Common client errors:
- `400 Bad Request` - malformed request body, missing required fields
- `401 Unauthorized` - missing or invalid authentication
- `403 Forbidden` - authenticated but not authorized for this resource
- `404 Not Found` - requested resource does not exist
- `409 Conflict` - state conflict (duplicate, version mismatch, business rule violation)
- `422 Unprocessable Entity` - valid format but business rule violation
- `429 Too Many Requests` - rate limit exceeded
Design principles:
- Client errors are non-retryable (unless 429 with Retry-After)
- Error response must include enough detail for the client to correct the request
- Error codes should be consistent and documented in the API contract (see `api-contract-design`)
### Server Errors (5xx)
Errors caused by the server failing to process a valid request.
Common server errors:
- `500 Internal Server Error` - unexpected server failure
- `502 Bad Gateway` - upstream service failure
- `503 Service Unavailable` - temporary unavailability
- `504 Gateway Timeout` - upstream service timeout
Design principles:
- Server errors may be retryable (see retryable vs non-retryable)
- Error response should not leak internal details in production
- All unexpected server errors must be logged and alerted
- Circuit breakers should protect against cascading server errors
### Business Rule Violations
Errors where the request is valid but violates a business rule.
Design principles:
- Use 422 or 409 depending on the nature of the violation
- Include the specific business rule that was violated
- Include enough context for the client to understand and correct the issue
- Map each business rule violation to a PRD functional requirement
### Timeout Errors
Errors where an operation did not complete within the expected time.
Design principles:
- Always distinguish timeout from confirmed failure
- Timeout means "unknown state" not "failed"

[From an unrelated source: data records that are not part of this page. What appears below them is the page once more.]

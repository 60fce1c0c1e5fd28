//! Scenario tests for the session workflow.
//!
//! Ports are mockall doubles; mockall panics on unexpected calls, which is
//! what proves that recognition failures abort before any persistence.

use std::collections::HashMap;
use std::io::Cursor;
use std::sync::Arc;

use uuid::Uuid;

use super::SessionWorkflow;
use crate::domain::detection::{BoundingBox, Detection, DetectionBatch};
use crate::domain::error::ErrorCode;
use crate::domain::ports::{
    DetectionTransportError, MockBlobStore, MockDetectionTransport, MockSessionStore,
    SessionStoreError,
};
use crate::domain::reconcile::{LedgerLine, ToolClassMap};
use crate::domain::session::{NewSessionDraft, SessionRecord, SessionStatus};

fn sample_image() -> Vec<u8> {
    let canvas = image::RgbImage::from_pixel(32, 24, image::Rgb([180, 180, 180]));
    let mut encoded = Cursor::new(Vec::new());
    image::DynamicImage::ImageRgb8(canvas)
        .write_to(&mut encoded, image::ImageFormat::Png)
        .expect("encode fixture");
    encoded.into_inner()
}

fn detection(class_id: u32) -> Detection {
    Detection {
        class_id,
        class_name: format!("class-{class_id}"),
        confidence: 0.92,
        bbox: BoundingBox {
            x1: 1.0,
            y1: 1.0,
            x2: 9.0,
            y2: 9.0,
        },
    }
}

fn batch_of(detections: Vec<Detection>) -> DetectionBatch {
    let total = detections.len() as u32;
    DetectionBatch {
        success: true,
        detections,
        total,
        image: None,
    }
}

fn failed_batch() -> DetectionBatch {
    DetectionBatch {
        success: false,
        detections: Vec::new(),
        total: 0,
        image: None,
    }
}

fn record(id: Uuid, status: SessionStatus) -> SessionRecord {
    SessionRecord {
        id,
        receiver_id: Uuid::new_v4(),
        giver_id: None,
        location_id: Uuid::new_v4(),
        kit_id: Uuid::new_v4(),
        status,
        given_at: None,
        returned_at: None,
        given_image_key: None,
        returned_image_key: None,
    }
}

fn draft() -> NewSessionDraft {
    NewSessionDraft {
        receiver_id: Uuid::new_v4(),
        location_id: Uuid::new_v4(),
        kit_id: Uuid::new_v4(),
    }
}

fn transport_returning(batch: DetectionBatch) -> MockDetectionTransport {
    let mut transport = MockDetectionTransport::new();
    transport
        .expect_recognize()
        .times(1)
        .returning(move |images| {
            assert_eq!(images.len(), 1, "workflow dispatches one image per call");
            Ok(vec![batch.clone()])
        });
    transport
}

fn make_workflow(
    transport: MockDetectionTransport,
    store: MockSessionStore,
    blobs: MockBlobStore,
    class_map: ToolClassMap,
) -> SessionWorkflow {
    SessionWorkflow::new(
        Arc::new(transport),
        Arc::new(store),
        Arc::new(blobs),
        class_map,
    )
}

#[tokio::test]
async fn initialize_creates_ledger_rows_from_detected_counts() {
    // Scenario: detections {class 1: x2, class 2: x1}, mapping {1 -> tool_7, 2 -> tool_9}.
    let tool_7 = Uuid::new_v4();
    let tool_9 = Uuid::new_v4();
    let class_map = ToolClassMap::new([(1, tool_7), (2, tool_9)]);
    let session_id = Uuid::new_v4();

    let transport = transport_returning(batch_of(vec![detection(1), detection(2), detection(1)]));

    let mut store = MockSessionStore::new();
    let created = record(session_id, SessionStatus::OpenWaitingForApproval);
    let after_evidence = SessionRecord {
        given_image_key: Some("sessions/key".into()),
        ..created.clone()
    };
    store
        .expect_create_session()
        .times(1)
        .return_once(move |_| Ok(created));
    let mut expected_entries = vec![(tool_7, 2u32), (tool_9, 1u32)];
    expected_entries.sort();
    store
        .expect_insert_ledger()
        .times(1)
        .withf(move |sid, entries| {
            let mut given: Vec<(Uuid, u32)> = entries
                .iter()
                .map(|entry| (entry.tool_id, entry.quantity_given))
                .collect();
            given.sort();
            *sid == session_id && given == expected_entries
        })
        .returning(|_, _| Ok(()));
    store
        .expect_record_given_evidence()
        .times(1)
        .return_once(move |_, _| Ok(after_evidence));
    store.expect_ledger().times(1).returning(move |_| {
        Ok(vec![
            LedgerLine {
                tool_id: tool_7,
                tool_name: "brace".into(),
                quantity_required: 2,
                quantity_given: 2,
                quantity_returned: 0,
            },
            LedgerLine {
                tool_id: tool_9,
                tool_name: "screwdriver".into(),
                quantity_required: 1,
                quantity_given: 1,
                quantity_returned: 0,
            },
        ])
    });

    let mut blobs = MockBlobStore::new();
    blobs.expect_upload().times(1).returning(|_, _| Ok(()));
    blobs
        .expect_presign()
        .times(1)
        .returning(|key| Ok(format!("https://blobs.example/{key}")));

    let workflow = make_workflow(transport, store, blobs, class_map);
    let details = workflow
        .initialize(draft(), sample_image())
        .await
        .expect("initialize");

    assert_eq!(details.status, SessionStatus::OpenWaitingForApproval);
    assert_eq!(details.tools.len(), 2);
    assert!(details.given_image_url.is_some());
    assert!(details.returned_image_url.is_none());
}

#[tokio::test]
async fn preclose_overwrites_returned_counts_for_redetected_tools_only() {
    // Scenario: only class 1 (x1) re-detected; tool_9's row must stay untouched.
    let tool_7 = Uuid::new_v4();
    let tool_9 = Uuid::new_v4();
    let class_map = ToolClassMap::new([(1, tool_7), (2, tool_9)]);
    let session_id = Uuid::new_v4();

    let transport = transport_returning(batch_of(vec![detection(1)]));

    let mut store = MockSessionStore::new();
    let opened = record(session_id, SessionStatus::Opened);
    let preclosed = SessionRecord {
        status: SessionStatus::CloseWaitingForApproval,
        returned_image_key: Some("sessions/return-key".into()),
        ..opened.clone()
    };
    store
        .expect_find_session()
        .times(1)
        .return_once(move |_| Ok(Some(opened)));
    store
        .expect_record_returned_quantities()
        .times(1)
        .withf(move |sid, counts| {
            *sid == session_id
                && counts.get(&tool_7) == Some(&1)
                && !counts.contains_key(&tool_9)
        })
        .returning(|_, _| Ok(()));
    store
        .expect_mark_preclosed()
        .times(1)
        .return_once(move |_, _| Ok(preclosed));
    store.expect_ledger().times(1).returning(move |_| {
        Ok(vec![
            LedgerLine {
                tool_id: tool_7,
                tool_name: "brace".into(),
                quantity_required: 2,
                quantity_given: 2,
                quantity_returned: 1,
            },
            LedgerLine {
                tool_id: tool_9,
                tool_name: "screwdriver".into(),
                quantity_required: 1,
                quantity_given: 1,
                quantity_returned: 0,
            },
        ])
    });

    let mut blobs = MockBlobStore::new();
    blobs.expect_upload().times(1).returning(|_, _| Ok(()));
    blobs
        .expect_presign()
        .times(1)
        .returning(|key| Ok(format!("https://blobs.example/{key}")));

    let workflow = make_workflow(transport, store, blobs, class_map);
    let details = workflow
        .preclose(session_id, sample_image())
        .await
        .expect("preclose");

    assert_eq!(details.status, SessionStatus::CloseWaitingForApproval);
    let returned: HashMap<Uuid, u32> = details
        .tools
        .iter()
        .map(|line| (line.tool_id, line.quantity_returned))
        .collect();
    assert_eq!(returned.get(&tool_7), Some(&1));
    assert_eq!(returned.get(&tool_9), Some(&0));
}

#[tokio::test]
async fn initialize_aborts_before_persistence_on_unsuccessful_batch() {
    // The store and blob mocks carry no expectations: any call would panic.
    let transport = transport_returning(failed_batch());
    let workflow = make_workflow(
        transport,
        MockSessionStore::new(),
        MockBlobStore::new(),
        ToolClassMap::default(),
    );

    let err = workflow
        .initialize(draft(), sample_image())
        .await
        .expect_err("recognition failure");
    assert_eq!(err.code(), ErrorCode::RecognitionFailed);
}

#[tokio::test]
async fn initialize_aborts_before_persistence_on_undecodable_image() {
    // The detector accepted the bytes, but annotation cannot; no session or
    // ledger rows may exist afterwards, so the store mock carries no
    // expectations.
    let transport = transport_returning(batch_of(vec![detection(1)]));
    let workflow = make_workflow(
        transport,
        MockSessionStore::new(),
        MockBlobStore::new(),
        ToolClassMap::new([(1, Uuid::new_v4())]),
    );

    let err = workflow
        .initialize(draft(), b"not an image".to_vec())
        .await
        .expect_err("undecodable image");
    assert_eq!(err.code(), ErrorCode::InvalidRequest);
}

#[tokio::test]
async fn preclose_leaves_returned_counts_untouched_on_undecodable_image() {
    let session_id = Uuid::new_v4();
    let transport = transport_returning(batch_of(vec![detection(1)]));

    let mut store = MockSessionStore::new();
    let opened = record(session_id, SessionStatus::Opened);
    store
        .expect_find_session()
        .times(1)
        .return_once(move |_| Ok(Some(opened)));
    // No record_returned_quantities or mark_preclosed expectation: a
    // write after the annotation failure would panic the mock.

    let workflow = make_workflow(
        transport,
        store,
        MockBlobStore::new(),
        ToolClassMap::new([(1, Uuid::new_v4())]),
    );

    let err = workflow
        .preclose(session_id, b"not an image".to_vec())
        .await
        .expect_err("undecodable image");
    assert_eq!(err.code(), ErrorCode::InvalidRequest);
}

#[tokio::test]
async fn preclose_rejects_sessions_not_open_for_a_return_pass() {
    let session_id = Uuid::new_v4();
    let mut store = MockSessionStore::new();
    let waiting = record(session_id, SessionStatus::OpenWaitingForApproval);
    store
        .expect_find_session()
        .times(1)
        .return_once(move |_| Ok(Some(waiting)));

    let workflow = make_workflow(
        MockDetectionTransport::new(),
        store,
        MockBlobStore::new(),
        ToolClassMap::default(),
    );

    let err = workflow
        .preclose(session_id, sample_image())
        .await
        .expect_err("precondition");
    assert_eq!(err.code(), ErrorCode::InvalidRequest);
}

#[tokio::test]
async fn details_of_unknown_session_is_not_found() {
    let mut store = MockSessionStore::new();
    store
        .expect_find_session()
        .times(1)
        .return_once(|_| Ok(None));

    let workflow = make_workflow(
        MockDetectionTransport::new(),
        store,
        MockBlobStore::new(),
        ToolClassMap::default(),
    );

    let err = workflow
        .details(Uuid::new_v4())
        .await
        .expect_err("not found");
    assert_eq!(err.code(), ErrorCode::NotFound);
}

#[tokio::test]
async fn open_surfaces_stale_status_as_invalid_request() {
    let session_id = Uuid::new_v4();
    let mut store = MockSessionStore::new();
    store
        .expect_mark_opened()
        .times(1)
        .return_once(|_, _| Err(SessionStoreError::stale_status(SessionStatus::Closed)));

    let workflow = make_workflow(
        MockDetectionTransport::new(),
        store,
        MockBlobStore::new(),
        ToolClassMap::default(),
    );

    let err = workflow.open(session_id).await.expect_err("stale");
    assert_eq!(err.code(), ErrorCode::InvalidRequest);
}

#[tokio::test]
async fn transport_timeout_surfaces_as_recognition_failure() {
    let mut transport = MockDetectionTransport::new();
    transport
        .expect_recognize()
        .times(1)
        .returning(|_| Err(DetectionTransportError::timeout("no reply within 30s")));

    let workflow = make_workflow(
        transport,
        MockSessionStore::new(),
        MockBlobStore::new(),
        ToolClassMap::default(),
    );

    let err = workflow
        .initialize(draft(), sample_image())
        .await
        .expect_err("timeout");
    assert_eq!(err.code(), ErrorCode::RecognitionFailed);
}

#[tokio::test]
async fn recognize_batch_rejects_mismatched_result_lengths() {
    let mut transport = MockDetectionTransport::new();
    transport
        .expect_recognize()
        .times(1)
        .returning(|_| Ok(Vec::new()));

    let workflow = make_workflow(
        transport,
        MockSessionStore::new(),
        MockBlobStore::new(),
        ToolClassMap::default(),
    );

    let err = workflow
        .recognize_batch(vec![sample_image()])
        .await
        .expect_err("length mismatch");
    assert_eq!(err.code(), ErrorCode::InternalError);
}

- Define timeout values per operation type
- Document recovery procedures for timed-out operations
- See `distributed-system-basics` for timeout vs failure handling
### Cascading Failures
Failures that propagate from one service to another, potentially bringing down the entire system.
Design principles:
- Use circuit breakers to stop cascade propagation
- Use bulkheads to isolate failure domains
- Define fallback behavior for each dependency failure
- Monitor and alert on circuit breaker state changes
## Error Propagation Strategy
### Fail-Fast
Immediately return an error to the caller when a dependency fails.
Use when:
- The caller cannot proceed without the dependency
- Partial data is worse than no data
- The PRD requires immediate feedback
### Graceful Degradation
Continue serving reduced functionality when a dependency fails.
Use when:
- The PRD allows partial functionality
- Some data is better than no data
- The feature has a clear fallback path
Define for each graceful degradation:
- What functionality is reduced
- What the user sees instead
- How the system recovers when the dependency returns
### Circuit Breaker
Stop calling a failing dependency after a threshold of failures, allowing it time to recover.
Define for each circuit breaker:
- Failure threshold (how many failures before opening)
- Recovery timeout (how long before trying again)
- Half-open behavior (how many requests to allow during recovery)
- Fallback behavior when circuit is open
Use when:
- A dependency is experiencing persistent failures
- Continuing to call will make things worse (cascading failure risk)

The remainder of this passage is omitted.